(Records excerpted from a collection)
• • • • • • •

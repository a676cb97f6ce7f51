//! Receivers of enumerated justifications and repairs
//!
//! A listener is called synchronously, once per distinct minimal set, in
//! priority order. The set is borrowed from the engine; listeners keep what
//! they need with [`SortedIdSet::to_vec`].

use crate::index::SortedIdSet;
use indexmap::IndexSet;
use serde::Serialize;
use std::hash::Hash;

pub trait MinimalSubsetListener<A> {
    fn new_minimal_subset(&mut self, set: SortedIdSet<'_, A>);
}

impl<A, F> MinimalSubsetListener<A> for F
where
    F: FnMut(SortedIdSet<'_, A>),
{
    fn new_minimal_subset(&mut self, set: SortedIdSet<'_, A>) {
        self(set)
    }
}

// =============================================================================
// Collectors
// =============================================================================

/// Listener keeping every reported set, in reporting order.
#[derive(Debug, Clone, Serialize)]
pub struct JustificationCollector<A> {
    sets: Vec<Vec<A>>,
}

impl<A> Default for JustificationCollector<A> {
    fn default() -> Self {
        JustificationCollector { sets: Vec::new() }
    }
}

impl<A> JustificationCollector<A> {
    pub fn new() -> Self {
        Self::default()
    }

    pub fn sets(&self) -> &[Vec<A>] {
        &self.sets
    }

    pub fn into_sets(self) -> Vec<Vec<A>> {
        self.sets
    }

    pub fn len(&self) -> usize {
        self.sets.len()
    }

    pub fn is_empty(&self) -> bool {
        self.sets.is_empty()
    }
}

impl<A: Clone> MinimalSubsetListener<A> for JustificationCollector<A> {
    fn new_minimal_subset(&mut self, set: SortedIdSet<'_, A>) {
        self.sets.push(set.to_vec());
    }
}

/// Collects the justifications and repairs of one goal, and the axioms
/// occurring in any of them.
#[derive(Debug, Clone, Serialize)]
pub struct AxiomPinpointingCollector<A: Hash + Eq> {
    justifications: Vec<Vec<A>>,
    repairs: Vec<Vec<A>>,
    essential_axioms: IndexSet<A>,
}

impl<A: Hash + Eq> Default for AxiomPinpointingCollector<A> {
    fn default() -> Self {
        AxiomPinpointingCollector {
            justifications: Vec::new(),
            repairs: Vec::new(),
            essential_axioms: IndexSet::new(),
        }
    }
}

impl<A: Clone + Hash + Eq> AxiomPinpointingCollector<A> {
    pub fn new() -> Self {
        Self::default()
    }

    /// Listener adding to the justifications
    pub fn justifications_listener(&mut self) -> CollectInto<'_, A> {
        CollectInto {
            collector: self,
            repairs: false,
        }
    }

    /// Listener adding to the repairs
    pub fn repairs_listener(&mut self) -> CollectInto<'_, A> {
        CollectInto {
            collector: self,
            repairs: true,
        }
    }

    pub fn justifications(&self) -> &[Vec<A>] {
        &self.justifications
    }

    pub fn repairs(&self) -> &[Vec<A>] {
        &self.repairs
    }

    /// Axioms in some justification or repair, in order of first report
    pub fn essential_axioms(&self) -> &IndexSet<A> {
        &self.essential_axioms
    }

    pub fn to_json(&self) -> serde_json::Result<String>
    where
        A: Serialize,
    {
        serde_json::to_string(self)
    }
}

/// See [`AxiomPinpointingCollector::justifications_listener`]
#[derive(Debug)]
pub struct CollectInto<'c, A: Hash + Eq> {
    collector: &'c mut AxiomPinpointingCollector<A>,
    repairs: bool,
}

impl<A: Clone + Hash + Eq> MinimalSubsetListener<A> for CollectInto<'_, A> {
    fn new_minimal_subset(&mut self, set: SortedIdSet<'_, A>) {
        let axioms = set.to_vec();
        self.collector.essential_axioms.extend(axioms.iter().cloned());
        if self.repairs {
            self.collector.repairs.push(axioms);
        } else {
            self.collector.justifications.push(axioms);
        }
    }
}

#[cfg(test)]
mod tests {
    use super::*;
    use crate::index::IdMap;

    #[test]
    fn test_closure_listener() {
        let mut map = IdMap::new();
        let ids = map.get_sorted_ids([1, 2].iter());
        let mut seen = 0;
        let mut listener = |set: SortedIdSet<'_, i32>| seen += set.len();
        listener.new_minimal_subset(SortedIdSet::new(&ids, &map));
        assert_eq!(seen, 2);
    }

    #[test]
    fn test_pinpointing_collector_json() {
        let mut map = IdMap::new();
        let j = map.get_sorted_ids(["a", "b"].iter());
        let r = map.get_sorted_ids(["b", "c"].iter());
        let mut collector = AxiomPinpointingCollector::new();
        collector
            .justifications_listener()
            .new_minimal_subset(SortedIdSet::new(&j, &map));
        collector
            .repairs_listener()
            .new_minimal_subset(SortedIdSet::new(&r, &map));
        assert_eq!(collector.justifications(), &[vec!["a", "b"]]);
        assert_eq!(collector.repairs(), &[vec!["b", "c"]]);
        assert_eq!(collector.essential_axioms().len(), 3);
        let json: serde_json::Value =
            serde_json::from_str(&collector.to_json().unwrap()).unwrap();
        assert_eq!(json["essential_axioms"], serde_json::json!(["a", "b", "c"]));
    }
}
//! Derived inferences: conclusion, premise set and accumulated justification.

use crate::index::sorted_ids;
use crate::index::{AxiomId, ConclusionId, IdMap};
use std::fmt;

/// An inference over interned ids, obtained from a source inference or by
/// resolving two derived inferences.
///
/// Premises and justification are strictly increasing id arrays.
#[derive(Debug, Clone, PartialEq, Eq, Hash)]
pub struct DerivedInference {
    conclusion: ConclusionId,
    premises: Box<[ConclusionId]>,
    justification: Box<[AxiomId]>,
}

impl DerivedInference {
    pub(crate) fn new(
        conclusion: ConclusionId,
        premises: Box<[ConclusionId]>,
        justification: Box<[AxiomId]>,
    ) -> Self {
        DerivedInference {
            conclusion,
            premises,
            justification,
        }
    }

    pub fn conclusion(&self) -> ConclusionId {
        self.conclusion
    }

    pub fn premises(&self) -> &[ConclusionId] {
        &self.premises
    }

    pub fn justification(&self) -> &[AxiomId] {
        &self.justification
    }

    /// The conclusion is among the premises
    pub fn is_tautology(&self) -> bool {
        sorted_ids::contains(&self.premises, self.conclusion)
    }

    /// Minimality key: premises and axioms mapped into one id space
    /// (premise `p` to `2p`, axiom `a` to `2a + 1`), still sorted.
    pub(crate) fn minimality_key(&self) -> Vec<u32> {
        let mut key = Vec::with_capacity(self.premises.len() + self.justification.len());
        let (mut i, mut j) = (0, 0);
        while i < self.premises.len() || j < self.justification.len() {
            let p = self.premises.get(i).map(|&p| 2 * p);
            let a = self.justification.get(j).map(|&a| 2 * a + 1);
            match (p, a) {
                (Some(p), Some(a)) if p < a => {
                    key.push(p);
                    i += 1;
                }
                (Some(p), None) => {
                    key.push(p);
                    i += 1;
                }
                (_, Some(a)) => {
                    key.push(a);
                    j += 1;
                }
                (None, None) => break,
            }
        }
        key
    }

    /// Resolve `first` (whose conclusion is a premise of `second`) with
    /// `second`: the result derives `second`'s conclusion.
    pub(crate) fn resolve(first: &DerivedInference, second: &DerivedInference) -> Self {
        let premises = if second.premises.len() == 1 {
            first.premises.clone()
        } else {
            sorted_ids::union(
                &first.premises,
                &sorted_ids::without(&second.premises, first.conclusion),
            )
        };
        DerivedInference {
            conclusion: second.conclusion,
            premises,
            justification: sorted_ids::union(&first.justification, &second.justification),
        }
    }

    /// Render with caller values instead of ids
    pub fn display<'a, C: fmt::Debug, A: fmt::Debug>(
        &'a self,
        conclusions: &'a IdMap<C>,
        axioms: &'a IdMap<A>,
    ) -> impl fmt::Display + 'a {
        DisplayWith {
            inference: self,
            conclusions,
            axioms,
        }
    }
}

impl fmt::Display for DerivedInference {
    fn fmt(&self, f: &mut fmt::Formatter<'_>) -> fmt::Result {
        write!(
            f,
            "{} -| {:?}: {:?}",
            self.conclusion, self.premises, self.justification
        )
    }
}

struct DisplayWith<'a, C, A> {
    inference: &'a DerivedInference,
    conclusions: &'a IdMap<C>,
    axioms: &'a IdMap<A>,
}

impl<C: fmt::Debug, A: fmt::Debug> fmt::Display for DisplayWith<'_, C, A> {
    fn fmt(&self, f: &mut fmt::Formatter<'_>) -> fmt::Result {
        let premises: Vec<&C> = self
            .inference
            .premises
            .iter()
            .map(|&p| self.conclusions.element(p))
            .collect();
        let justification: Vec<&A> = self
            .inference
            .justification
            .iter()
            .map(|&a| self.axioms.element(a))
            .collect();
        write!(
            f,
            "{:?} -| {:?}: {:?}",
            self.conclusions.element(self.inference.conclusion),
            premises,
            justification
        )
    }
}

• • • • • • •

## Action item
From the entries above, select each line containing the string "Hash".

## Response area
use std::hash::Hash;
pub struct AxiomPinpointingCollector<A: Hash + Eq> {
impl<A: Hash + Eq> Default for AxiomPinpointingCollector<A> {
impl<A: Clone + Hash + Eq> AxiomPinpointingCollector<A> {
pub struct CollectInto<'c, A: Hash + Eq> {
impl<A: Clone + Hash + Eq> MinimalSubsetListener<A> for CollectInto<'_, A> {
#[derive(Debug, Clone, PartialEq, Eq, Hash)]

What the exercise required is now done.